Work to be completed: From the top of the records below, return each line exactly, ending with the line that contains "use clap::builder::FalseyValueParser;".

── Extracted entries ──

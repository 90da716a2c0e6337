//! Global arguments that apply to every invocation.
//!
//! They sit on the root command, before the verb, so plugin parameters can
//! never shadow them.

use std::path::PathBuf;

use clap::builder::FalseyValueParser;
use clap::{Arg, ArgAction, ArgMatches, value_parser};
use serde::{Deserialize, Serialize};

pub const OUTPUT: &str = "output";
pub const QUIET: &str = "quiet";
pub const VERBOSE: &str = "verbose";
pub const NO_COLOR: &str = "no_color";
pub const CONFIG: &str = "config";

/// Global arguments, read back from the root matches.
#[derive(Debug, Clone, Default)]
pub struct GlobalArgs {
    /// `-v` count: info, debug, trace.
    pub verbose: u8,
    /// Suppress rendered output and non-error logs.
    pub quiet: bool,
    pub no_color: bool,
    pub config: Option<PathBuf>,
    /// `None` defers to the config file.
    pub output: Option<OutputFormat>,
}

impl GlobalArgs {
    /// Argument definitions for the root command.
    pub fn args() -> [Arg; 5] {
        [
            Arg::new(OUTPUT)
                .long("output")
                .value_name("FORMAT")
                .value_parser(value_parser!(OutputFormat))
                .ignore_case(true)
                .help("Output format [default: text]"),
            Arg::new(QUIET)
                .short('q')
                .long("quiet")
                .action(ArgAction::SetTrue)
                .conflicts_with(VERBOSE)
                .help("Suppress rendered output"),
            Arg::new(VERBOSE)
                .short('v')
                .long("verbose")
                .action(ArgAction::Count)
                .help("Increase verbosity (-v, -vv, -vvv)")
                .long_help(
                    "Increase logging verbosity:
    (none)  - Only warnings and errors
    -v      - Info level
    -vv     - Debug level
    -vvv    - Trace level",
                ),
            // Honours NO_COLOR (https://no-color.org) with any non-empty value.
            Arg::new(NO_COLOR)
                .long("no-color")
                .env("NO_COLOR")
                .action(ArgAction::SetTrue)
                .value_parser(FalseyValueParser::new())
                .help("Disable colored output"),
            Arg::new(CONFIG)
                .short('c')
                .long("config")
                .value_name("FILE")
                .value_parser(value_parser!(PathBuf))
                .help("Configuration file path"),
        ]
    }

    pub fn from_matches(matches: &ArgMatches) -> Self {
        Self {
            verbose: matches.get_count(VERBOSE),
            quiet: matches.get_flag(QUIET),
            no_color: matches.get_flag(NO_COLOR),
            config: matches.get_one::<PathBuf>(CONFIG).cloned(),
            output: matches.get_one::<OutputFormat>(OUTPUT).copied(),
        }
    }
}

/// How a finished invocation is rendered on stdout.
#[derive(
    Debug, Clone, Copy, Default, PartialEq, Eq, Serialize, Deserialize, clap::ValueEnum,
)]
#[serde(rename_all = "lowercase")]
pub enum OutputFormat {
    /// One line per event.
    #[default]
    Text,
    /// A single JSON document.
    Json,
}
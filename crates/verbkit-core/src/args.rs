//! Values bound for a single invocation.
//!
//! The CLI fills an [`Args`] from the parsed command line before calling the
//! handler: scalars by parameter name, and already-opened [`Input`] streams
//! for file parameters. Handlers read them back with typed accessors.

use std::collections::BTreeMap;
use std::fmt;
use std::fs::File;
use std::io::{self, BufRead, BufReader, Read};
use std::path::{Path, PathBuf};

use thiserror::Error;

use crate::params::{Choice, Value};

#[derive(Debug, Clone, PartialEq, Eq, Error)]
pub enum ArgError {
    #[error("no parameter named '{0}'")]
    Unknown(String),

    #[error("parameter '{name}' is {actual}, expected {expected}")]
    Type {
        name: String,
        expected: &'static str,
        actual: &'static str,
    },

    #[error("parameter '{name}' has no value")]
    Missing { name: String },

    #[error("'{value}' is not a valid choice for '{name}'")]
    Choice { name: String, value: String },

    #[error("input '{0}' was already taken")]
    InputTaken(String),
}

// ── Input ─────────────────────────────────────────────────────────────────────

/// An open, readable stream handed to a handler.
pub struct Input {
    path: PathBuf,
    reader: Box<dyn BufRead + Send>,
}

impl Input {
    /// Open `path` for reading; `-` means standard input.
    pub fn open(path: impl AsRef<Path>) -> io::Result<Self> {
        let path = path.as_ref();
        if path == Path::new("-") {
            return Ok(Self::from_reader(path, BufReader::new(io::stdin())));
        }
        let file = File::open(path)?;
        Ok(Self::from_reader(path, BufReader::new(file)))
    }

    pub fn from_reader(path: impl Into<PathBuf>, reader: impl BufRead + Send + 'static) -> Self {
        Self {
            path: path.into(),
            reader: Box::new(reader),
        }
    }

    pub fn path(&self) -> &Path {
        &self.path
    }

    pub fn read_all_to_string(&mut self) -> io::Result<String> {
        let mut text = String::new();
        self.reader.read_to_string(&mut text)?;
        Ok(text)
    }
}

impl fmt::Debug for Input {
    fn fmt(&self, f: &mut fmt::Formatter<'_>) -> fmt::Result {
        f.debug_struct("Input").field("path", &self.path).finish()
    }
}

impl Read for Input {
    fn read(&mut self, buf: &mut [u8]) -> io::Result<usize> {
        self.reader.read(buf)
    }
}

impl BufRead for Input {
    fn fill_buf(&mut self) -> io::Result<&[u8]> {
        self.reader.fill_buf()
    }

    fn consume(&mut self, amt: usize) {
        self.reader.consume(amt)
    }
}

// ── FromValue ─────────────────────────────────────────────────────────────────

/// Conversion from a bound [`Value`] to a handler-facing type.
pub trait FromValue: Sized {
    fn from_value(name: &str, value: &Value) -> Result<Self, ArgError>;
}

fn type_error(name: &str, expected: &'static str, value: &Value) -> ArgError {
    if value.is_null() {
        return ArgError::Missing {
            name: name.to_owned(),
        };
    }
    ArgError::Type {
        name: name.to_owned(),
        expected,
        actual: value.type_name(),
    }
}

impl FromValue for bool {
    fn from_value(name: &str, value: &Value) -> Result<Self, ArgError> {
        match value {
            Value::Bool(b) => Ok(*b),
            other => Err(type_error(name, "bool", other)),
        }
    }
}

impl FromValue for i64 {
    fn from_value(name: &str, value: &Value) -> Result<Self, ArgError> {
        match value {
            Value::Int(i) => Ok(*i),
            other => Err(type_error(name, "int", other)),
        }
    }
}

impl FromValue for f64 {
    fn from_value(name: &str, value: &Value) -> Result<Self, ArgError> {
        match value {
            Value::Float(x) => Ok(*x),
            Value::Int(i) => Ok(*i as f64),
            other => Err(type_error(name, "float", other)),
        }
    }
}

impl FromValue for String {
    fn from_value(name: &str, value: &Value) -> Result<Self, ArgError> {
        match value {
            Value::Str(s) => Ok(s.clone()),
            other => Err(type_error(name, "string", other)),
        }
    }
}

impl<T: FromValue> FromValue for Option<T> {
    fn from_value(name: &str, value: &Value) -> Result<Self, ArgError> {
        match value {
            Value::Null => Ok(None),
            other => T::from_value(name, other).map(Some),
        }
    }
}

// ── Args ──────────────────────────────────────────────────────────────────────

#[derive(Debug)]
enum InputSlot {
    Absent,
    Ready(Input),
    Taken,
}

#[derive(Debug, Default)]
pub struct Args {
    values: BTreeMap<String, Value>,
    inputs: BTreeMap<String, InputSlot>,
}

impl Args {
    pub fn new() -> Self {
        Self::default()
    }

    pub fn insert(&mut self, name: impl Into<String>, value: impl Into<Value>) {
        self.values.insert(name.into(), value.into());
    }

    /// Bind an opened stream (or `None` for an absent optional file).
    pub fn insert_input(&mut self, name: impl Into<String>, input: Option<Input>) {
        let slot = match input {
            Some(input) => InputSlot::Ready(input),
            None => InputSlot::Absent,
        };
        self.inputs.insert(name.into(), slot);
    }

    pub fn with(mut self, name: impl Into<String>, value: impl Into<Value>) -> Self {
        self.insert(name, value);
        self
    }

    pub fn with_input(mut self, name: impl Into<String>, input: Option<Input>) -> Self {
        self.insert_input(name, input);
        self
    }

    pub fn contains(&self, name: &str) -> bool {
        self.values.contains_key(name) || self.inputs.contains_key(name)
    }

    pub fn value(&self, name: &str) -> Option<&Value> {
        self.values.get(name)
    }

    pub fn get<T: FromValue>(&self, name: &str) -> Result<T, ArgError> {
        let value = self
            .values
            .get(name)
            .ok_or_else(|| ArgError::Unknown(name.to_owned()))?;
        T::from_value(name, value)
    }

    pub fn choice<E: Choice>(&self, name: &str) -> Result<E, ArgError> {
        self.opt_choice(name)?.ok_or_else(|| ArgError::Missing {
            name: name.to_owned(),
        })
    }

    pub fn opt_choice<E: Choice>(&self, name: &str) -> Result<Option<E>, ArgError> {
        let Some(raw) = self.get::<Option<String>>(name)? else {
            return Ok(None);
        };
        E::parse_choice(&raw).map(Some).ok_or(ArgError::Choice {
            name: name.to_owned(),
            value: raw,
        })
    }

    /// Take ownership of a required file stream.
    pub fn take_input(&mut self, name: &str) -> Result<Input, ArgError> {
        self.take_opt_input(name)?.ok_or_else(|| ArgError::Missing {
            name: name.to_owned(),
        })
    }

    /// Take ownership of an optional file stream; `None` when not given.
    ///
    /// Taking the same input twice is an error.
    pub fn take_opt_input(&mut self, name: &str) -> Result<Option<Input>, ArgError> {
        let slot = self
            .inputs
            .get_mut(name)
            .ok_or_else(|| ArgError::Unknown(name.to_owned()))?;
        match std::mem::replace(slot, InputSlot::Taken) {
            InputSlot::Ready(input) => Ok(Some(input)),
            InputSlot::Absent => {
                *slot = InputSlot::Absent;
                Ok(None)
            }
            InputSlot::Taken => Err(ArgError::InputTaken(name.to_owned())),
        }
    }
}

#[cfg(test)]
mod tests {
    use super::*;
    use std::io::Cursor;

    #[derive(Debug, Clone, Copy, PartialEq)]
    enum Kind {
        Users,
        Orders,
    }

    impl Choice for Kind {
        const VARIANTS: &'static [Self] = &[Self::Users, Self::Orders];
        fn value(&self) -> &'static str {
            match self {
                Self::Users => "users",
                Self::Orders => "orders",
            }
        }
    }

    fn input(text: &'static str) -> Input {
        Input::from_reader("mem.txt", Cursor::new(text.as_bytes()))
    }

    #[test]
    fn typed_getters() {
        let args = Args::new()
            .with("count", 3_i64)
            .with("ratio", 0.5)
            .with("name", "bob")
            .with("force", true)
            .with("label", Value::Null);

        assert_eq!(args.get::<i64>("count").unwrap(), 3);
        assert_eq!(args.get::<f64>("ratio").unwrap(), 0.5);
        assert_eq!(args.get::<f64>("count").unwrap(), 3.0);
        assert_eq!(args.get::<String>("name").unwrap(), "bob");
        assert!(args.get::<bool>("force").unwrap());
        assert_eq!(args.get::<Option<String>>("label").unwrap(), None);
        assert_eq!(args.get::<Option<i64>>("count").unwrap(), Some(3));
    }

    #[test]
    fn getter_errors() {
        let args = Args::new().with("count", 3_i64).with("label", Value::Null);
        assert_eq!(
            args.get::<i64>("nope"),
            Err(ArgError::Unknown("nope".into()))
        );
        assert!(matches!(
            args.get::<String>("count"),
            Err(ArgError::Type { expected: "string", actual: "int", .. })
        ));
        assert!(matches!(
            args.get::<String>("label"),
            Err(ArgError::Missing { .. })
        ));
    }

    #[test]
    fn choices_convert_back_to_members() {
        let args = Args::new()
            .with("data_type", "USERS")
            .with("other", "bogus")
            .with("maybe", Value::Null);
        assert_eq!(args.choice::<Kind>("data_type").unwrap(), Kind::Users);
        assert!(matches!(
            args.choice::<Kind>("other"),
            Err(ArgError::Choice { .. })
        ));
        assert_eq!(args.opt_choice::<Kind>("maybe").unwrap(), None);
    }

    #[test]
    fn inputs_can_be_taken_once() {
        let mut args = Args::new().with_input("data_file", Some(input("hello")));
        let mut taken = args.take_input("data_file").unwrap();
        assert_eq!(taken.read_all_to_string().unwrap(), "hello");
        assert_eq!(taken.path(), Path::new("mem.txt"));
        assert_eq!(
            args.take_input("data_file").unwrap_err(),
            ArgError::InputTaken("data_file".into())
        );
    }

    #[test]
    fn absent_optional_input_is_none() {
        let mut args = Args::new().with_input("data_file", None);
        assert!(args.take_opt_input("data_file").unwrap().is_none());
        assert!(matches!(
            args.take_input("data_file"),
            Err(ArgError::Missing { .. })
        ));
        assert!(matches!(
            args.take_opt_input("unknown"),
            Err(ArgError::Unknown(_))
        ));
    }

    #[test]
    fn open_reads_a_real_file() {
        let dir = tempfile::tempdir().unwrap();
        let path = dir.path().join("data.txt");
        std::fs::write(&path, "abc").unwrap();
        let mut input = Input::open(&path).unwrap();
        assert_eq!(input.read_all_to_string().unwrap(), "abc");
        assert!(Input::open(dir.path().join("missing.txt")).is_err());
    }
}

───

Solution to the exercise:
repository 90da716a2c0e6337
//! Global arguments that apply to every invocation.
//!
//! They sit on the root command, before the verb, so plugin parameters can
//! never shadow them.

use std::path::PathBuf;

use clap::builder::FalseyValueParser;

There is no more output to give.